Pfizer Inc. is one of the largest and most well-known pharmaceutical companies in the world. The company offers a variety of drugs for oncology, cardiology, and immunology, with Pfizer’s Viagra being one of its most popular drugs. Although it is now available in numerous countries, Viagra’s introduction to the Indian market differed from its launch in the United States. This case study will consider Viagra’s presentation to the pharmaceutical market in India, focusing on Pfizer’s approach to the distribution and pricing strategy.
Substantial differences characterize the American and Indian pharmaceutical markets. Pfizer introduced Viagra to the U.S. market in 1998, with it being the first approved erectile dysfunction drug in the country (Purkayastha & Fernando, 2006). It should be noted that the company was actively preparing for mass manufacture of the drug before it was approved by the government to be the first company to offer it in the USA (Purkayastha & Fernando, 2006). Notably, the company outsourced drug trials to expedite the process. Thus, at the moment of launch, Pfizer had no competitors in the erectile dysfunction segment of the market. Meanwhile, the drug was launched in India in 2005, when different companies offered a variety of cheap alternatives. Although regulations required extensive drug trials in both markets, India permitted legal reverse engineering and the sale of patented drugs (Purkayastha & Fernando, 2006). Furthermore, the patent law passed later failed to protect Pfizer’s Viagra due to it being patented before 1995 (Purkayastha & Fernando, 2006). Overall, the U.S. 1998 and India 2005 markets differed significantly, requiring distinct approaches to the distribution and marketing of Viagra.
Due to the discussed differences in the markets, Pfizer’s responses to each one were fairly unique. In the United States, a large-scale PR campaign was launched to destigmatize the condition. For example, the term “erectile dysfunction” was coined by Pfizer to replace the often-used word “impotence,” which was considered highly embarrassing (Purkayastha & Fernando, 2006). The marketing campaign for the drug provided medical professionals and potential customers with various resources on erectile dysfunction while presenting it in a positive and celebratory way. In contrast, this approach was unlikely to work in India due to the topic of sex and erectile dysfunction being considered taboo (Purkayastha & Fernando, 2006). In addition, the market offered many over-the-counter alternatives inhibiting Viagra’s marketing as the definitive answer to erectile dysfunction. Therefore, a decision was made to market the drug as a premium product, which was reflected in the high price of Viagra tablets compared to local substitutes (Purkayastha & Fernando, 2006). Thus, the marketing campaign in India focused on positioning the drug as a better alternative to the existing products.

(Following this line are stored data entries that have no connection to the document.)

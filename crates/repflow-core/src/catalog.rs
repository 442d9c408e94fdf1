//! Workout content catalog.
//!
//! The catalog is read-only data supplied from outside the engine: a list
//! of equipment groups, each holding per-difficulty lists of workout
//! descriptors, plus a fixed rotation of daily challenges. The engine
//! consumes it through the [`CatalogProvider`] trait so tests can inject
//! small synthetic catalogs instead of the full content set.

use std::fmt;
use std::path::Path;
use std::str::FromStr;

use serde::{Deserialize, Serialize};

use crate::error::{Result, ValidationError};

#[derive(Debug, Clone, Copy, PartialEq, Eq, Hash, Serialize, Deserialize)]
#[serde(rename_all = "lowercase")]
pub enum Difficulty {
    Beginner,
    Intermediate,
    Advanced,
}

impl Difficulty {
    pub const ALL: [Difficulty; 3] = [
        Difficulty::Beginner,
        Difficulty::Intermediate,
        Difficulty::Advanced,
    ];

    pub fn as_str(&self) -> &'static str {
        match self {
            Difficulty::Beginner => "beginner",
            Difficulty::Intermediate => "intermediate",
            Difficulty::Advanced => "advanced",
        }
    }
}

impl fmt::Display for Difficulty {
    fn fmt(&self, f: &mut fmt::Formatter<'_>) -> fmt::Result {
        f.write_str(self.as_str())
    }
}

impl FromStr for Difficulty {
    type Err = ValidationError;

    fn from_str(s: &str) -> Result<Self, Self::Err> {
        match s.to_ascii_lowercase().as_str() {
            "beginner" => Ok(Difficulty::Beginner),
            "intermediate" => Ok(Difficulty::Intermediate),
            "advanced" => Ok(Difficulty::Advanced),
            other => Err(ValidationError::InvalidValue {
                field: "difficulty".into(),
                message: format!("expected beginner|intermediate|advanced, got '{other}'"),
            }),
        }
    }
}

/// A coaching tip attached to a workout. The icon is an opaque identifier
/// resolved by the presentation layer; the engine never inspects it.
#[derive(Debug, Clone, PartialEq, Eq, Serialize, Deserialize)]
pub struct Tip {
    pub icon: String,
    pub title: String,
    pub description: String,
}

/// Immutable record describing one routine.
///
/// Two descriptors with identical (name, equipment, difficulty) are the
/// same selectable unit regardless of other field differences.
#[derive(Debug, Clone, PartialEq, Eq, Serialize, Deserialize)]
pub struct WorkoutDescriptor {
    pub name: String,
    pub equipment: String,
    pub difficulty: Difficulty,
    /// Advisory free text, e.g. "12-14 min". Never parsed for timing.
    pub duration_label: String,
    /// Structured free text. Lines starting with a bullet marker denote
    /// discrete movements, other lines denote directives.
    pub instructions: String,
    #[serde(default)]
    pub tips: Vec<Tip>,
}

impl WorkoutDescriptor {
    /// Canonical identity of this descriptor. See [`canonical_id`].
    pub fn canonical_id(&self) -> String {
        canonical_id(&self.name, &self.equipment, self.difficulty)
    }
}

/// Stable string key for (name, equipment, difficulty).
///
/// Each field is lowercased with whitespace collapsed to hyphens, then the
/// three are hyphen-joined: ("Squats", "Dumbbells", Beginner) yields
/// "squats-dumbbells-beginner". Deterministic and collision-resistant for
/// practical catalog sizes.
///
/// Known ambiguity: the separator also appears inside hyphenated names,
/// so "Push-up"/"Push up" and cross-field splits like ("a b", "c") vs
/// ("a", "b c") collide. Accepted -- the id format is fixed by the
/// external catalog's readable ids, and its content avoids such pairs.
pub fn canonical_id(name: &str, equipment: &str, difficulty: Difficulty) -> String {
    format!(
        "{}-{}-{}",
        slug(name),
        slug(equipment),
        difficulty.as_str()
    )
}

fn slug(field: &str) -> String {
    field
        .trim()
        .to_lowercase()
        .split_whitespace()
        .collect::<Vec<_>>()
        .join("-")
}

/// One equipment family with its per-difficulty workout lists.
#[derive(Debug, Clone, Serialize, Deserialize)]
pub struct EquipmentGroup {
    pub equipment: String,
    pub icon: String,
    #[serde(default)]
    pub beginner: Vec<WorkoutDescriptor>,
    #[serde(default)]
    pub intermediate: Vec<WorkoutDescriptor>,
    #[serde(default)]
    pub advanced: Vec<WorkoutDescriptor>,
}

impl EquipmentGroup {
    pub fn workouts_for(&self, difficulty: Difficulty) -> &[WorkoutDescriptor] {
        match difficulty {
            Difficulty::Beginner => &self.beginner,
            Difficulty::Intermediate => &self.intermediate,
            Difficulty::Advanced => &self.advanced,
        }
    }
}

/// Read-only data provider the engine consumes.
pub trait CatalogProvider {
    fn equipment_groups(&self) -> &[EquipmentGroup];

    /// Fixed ordered candidate list for the daily rotation.
    fn daily_challenges(&self) -> &[WorkoutDescriptor];

    /// Workouts for one (equipment, difficulty) pair; empty if the
    /// equipment is unknown.
    fn workouts_for(&self, equipment: &str, difficulty: Difficulty) -> &[WorkoutDescriptor] {
        self.equipment_groups()
            .iter()
            .find(|g| g.equipment.eq_ignore_ascii_case(equipment))
            .map(|g| g.workouts_for(difficulty))
            .unwrap_or(&[])
    }

    /// Look a descriptor up by canonical identity.
    fn find_by_id(&self, id: &str) -> Option<&WorkoutDescriptor> {
        self.equipment_groups()
            .iter()
            .flat_map(|g| {
                Difficulty::ALL
                    .iter()
                    .flat_map(move |d| g.workouts_for(*d).iter())
            })
            .find(|w| w.canonical_id() == id)
    }
}

/// In-memory catalog, either the builtin sample or one loaded from JSON.
#[derive(Debug, Clone, Serialize, Deserialize)]
pub struct StaticCatalog {
    #[serde(default)]
    pub groups: Vec<EquipmentGroup>,
    #[serde(default)]
    pub challenges: Vec<WorkoutDescriptor>,
}

impl CatalogProvider for StaticCatalog {
    fn equipment_groups(&self) -> &[EquipmentGroup] {
        &self.groups
    }

    fn daily_challenges(&self) -> &[WorkoutDescriptor] {
        &self.challenges
    }
}

impl StaticCatalog {
    /// Load a catalog from a JSON file and validate identity fields.
    pub fn from_json_path(path: &Path) -> Result<Self> {
        let raw = std::fs::read_to_string(path)?;
        let catalog: StaticCatalog = serde_json::from_str(&raw)?;
        catalog.validate()?;
        Ok(catalog)
    }

    /// Presence checks on the fields the canonical identity depends on.
    /// Anything beyond that is the content author's problem.
    pub fn validate(&self) -> Result<()> {
        let all = self
            .groups
            .iter()
            .flat_map(|g| {
                Difficulty::ALL
                    .iter()
                    .flat_map(move |d| g.workouts_for(*d).iter())
            })
            .chain(self.challenges.iter());
        for (index, workout) in all.enumerate() {
            if workout.name.trim().is_empty() {
                return Err(ValidationError::MissingField {
                    field: "name",
                    index,
                }
                .into());
            }
            if workout.equipment.trim().is_empty() {
                return Err(ValidationError::MissingField {
                    field: "equipment",
                    index,
                }
                .into());
            }
        }
        Ok(())
    }

    /// Small builtin sample standing in for the external content catalog.
    pub fn builtin() -> Self {
        fn workout(
            name: &str,
            equipment: &str,
            difficulty: Difficulty,
            duration_label: &str,
            instructions: &str,
        ) -> WorkoutDescriptor {
            WorkoutDescriptor {
                name: name.into(),
                equipment: equipment.into(),
                difficulty,
                duration_label: duration_label.into(),
                instructions: instructions.into(),
                tips: Vec::new(),
            }
        }

        Self {
            groups: vec![
                EquipmentGroup {
                    equipment: "Dumbbells".into(),
                    icon: "dumbbell".into(),
                    beginner: vec![
                        workout(
                            "Squats",
                            "Dumbbells",
                            Difficulty::Beginner,
                            "12-14 min",
                            "- Goblet squat x12\n- Rest 45s\nKeep heels planted.",
                        ),
                        workout(
                            "Shoulder Press",
                            "Dumbbells",
                            Difficulty::Beginner,
                            "10 min",
                            "- Seated press x10\n- Rest 60s\nBrace your core.",
                        ),
                    ],
                    intermediate: vec![workout(
                        "Renegade Rows",
                        "Dumbbells",
                        Difficulty::Intermediate,
                        "15 min",
                        "- Row x8 per side\n- Rest 45s\nHips stay square.",
                    )],
                    advanced: vec![workout(
                        "Thrusters",
                        "Dumbbells",
                        Difficulty::Advanced,
                        "18-20 min",
                        "- Thruster x10\n- Rest 30s\nDrive through the heels.",
                    )],
                },
                EquipmentGroup {
                    equipment: "Bodyweight".into(),
                    icon: "body".into(),
                    beginner: vec![workout(
                        "Plank Circuit",
                        "Bodyweight",
                        Difficulty::Beginner,
                        "8 min",
                        "- Plank 30s\n- Side plank 20s per side\nBreathe steadily.",
                    )],
                    intermediate: vec![workout(
                        "Push-up Ladder",
                        "Bodyweight",
                        Difficulty::Intermediate,
                        "12 min",
                        "- Push-ups 2,4,6,8\n- Rest 30s between rungs\nFull lockout at the top.",
                    )],
                    advanced: vec![workout(
                        "Burpee Intervals",
                        "Bodyweight",
                        Difficulty::Advanced,
                        "16 min",
                        "- Burpees 40s on / 20s off x8\nLand soft.",
                    )],
                },
            ],
            challenges: vec![
                workout(
                    "Core Blast",
                    "Bodyweight",
                    Difficulty::Intermediate,
                    "7 min",
                    "- Hollow hold 30s\n- V-ups x15\n- Rest 30s, repeat x3",
                ),
                workout(
                    "Leg Day Finisher",
                    "Bodyweight",
                    Difficulty::Beginner,
                    "6 min",
                    "- Walking lunges x20\n- Wall sit 45s\n- Rest 45s, repeat x2",
                ),
                workout(
                    "Grip and Carry",
                    "Dumbbells",
                    Difficulty::Advanced,
                    "10 min",
                    "- Farmer carry 40m\n- Rest 60s, repeat x5",
                ),
            ],
        }
    }
}

#[cfg(test)]
mod tests {
    use super::*;
    use proptest::prelude::*;

    #[test]
    fn canonical_id_matches_expected_shape() {
        assert_eq!(
            canonical_id("Squats", "Dumbbells", Difficulty::Beginner),
            "squats-dumbbells-beginner"
        );
    }

    #[test]
    fn canonical_id_collapses_whitespace() {
        assert_eq!(
            canonical_id("  Push-up  Ladder ", "Bodyweight", Difficulty::Intermediate),
            "push-up-ladder-bodyweight-intermediate"
        );
    }

    #[test]
    fn difficulty_changes_identity() {
        let a = canonical_id("Squats", "Dumbbells", Difficulty::Beginner);
        let b = canonical_id("Squats", "Dumbbells", Difficulty::Advanced);
        assert_ne!(a, b);
    }

    #[test]
    fn builtin_catalog_is_valid() {
        let catalog = StaticCatalog::builtin();
        assert!(catalog.validate().is_ok());
        assert!(!catalog.equipment_groups().is_empty());
        assert_eq!(catalog.daily_challenges().len(), 3);
    }

    #[test]
    fn find_by_id_resolves_builtin_workout() {
        let catalog = StaticCatalog::builtin();
        let found = catalog.find_by_id("squats-dumbbells-beginner");
        assert_eq!(found.map(|w| w.name.as_str()), Some("Squats"));
    }

    #[test]
    fn workouts_for_unknown_equipment_is_empty() {
        let catalog = StaticCatalog::builtin();
        assert!(catalog.workouts_for("Kettlebells", Difficulty::Beginner).is_empty());
    }

    #[test]
    fn loads_catalog_from_json_file() {
        let dir = tempfile::tempdir().unwrap();
        let path = dir.path().join("catalog.json");
        std::fs::write(&path, serde_json::to_string(&StaticCatalog::builtin()).unwrap()).unwrap();

        let loaded = StaticCatalog::from_json_path(&path).unwrap();
        assert_eq!(loaded.equipment_groups().len(), 2);
        assert!(loaded.find_by_id("squats-dumbbells-beginner").is_some());
    }

    #[test]
    fn loader_rejects_blank_identity_field() {
        let mut catalog = StaticCatalog::builtin();
        catalog.groups[1].advanced[0].equipment = " ".into();

        let dir = tempfile::tempdir().unwrap();
        let path = dir.path().join("catalog.json");
        std::fs::write(&path, serde_json::to_string(&catalog).unwrap()).unwrap();

        let err = StaticCatalog::from_json_path(&path).unwrap_err();
        assert!(err.to_string().contains("equipment"));
    }

    #[test]
    fn validate_rejects_blank_name() {
        let mut catalog = StaticCatalog::builtin();
        catalog.groups[0].beginner[0].name = "  ".into();
        assert!(catalog.validate().is_err());
    }

    proptest! {
        #[test]
        fn identity_is_deterministic(name in "[a-zA-Z ]{1,24}", equipment in "[a-zA-Z]{1,12}") {
            let a = canonical_id(&name, &equipment, Difficulty::Intermediate);
            let b = canonical_id(&name, &equipment, Difficulty::Intermediate);
            prop_assert_eq!(a, b);
        }

        #[test]
        fn identity_is_name_sensitive(
            a in "[a-z]{1,16}",
            b in "[a-z]{1,16}",
            equipment in "[a-z]{1,8}",
        ) {
            prop_assume!(a != b);
            prop_assert_ne!(
                canonical_id(&a, &equipment, Difficulty::Beginner),
                canonical_id(&b, &equipment, Difficulty::Beginner)
            );
        }
    }
}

The decision to market Viagra in India as a premium product can be viewed as counter-productive due to it costing more than other available drugs for erectile dysfunction. According to Purkayastha and Fernando (2006), the target market for Viagra in the country was extremely niche, with the high price further narrowing it. Nevertheless, the premium pricing strategy can foster a more favorable product perception. Guitart et al. (2018) note that premium pricing can lead to increased sales and improvement in company equity. Although the strategy limits market opportunity and reduces price competitiveness, it presents the product as high-quality and more effective, improving the perception of the drug and the brand. Thus, it can be argued that the selected pricing strategy was the correct approach for the introduction of Viagra to the Indian market.
In summary, Viagra is one of the most well-known drugs manufactured by Pfizer. In the United States, it entered a pristine market with no competitors and set the course for other erectile dysfunction drugs. Whereas in India, it launched the product into a saturated market with numerous competitors offering affordable alternatives to Viagra. Overall, the selection of different strategies is justified, with the premium pricing approach being an unorthodox yet effective method of presenting the product to the new target market.
References
Guitart, I. A., Gonzalez, J., & Stremersch, S. (2018). Advertising non-premium products as if they were premium: The impact of advertising up on advertising elasticity and brand equity.International Journal of Research in Marketing, 35(3), 471–489. Web.
Purkayastha, D., & Fernando, R. (2006). Marketing Viagra in India. IBS Center for Management Research.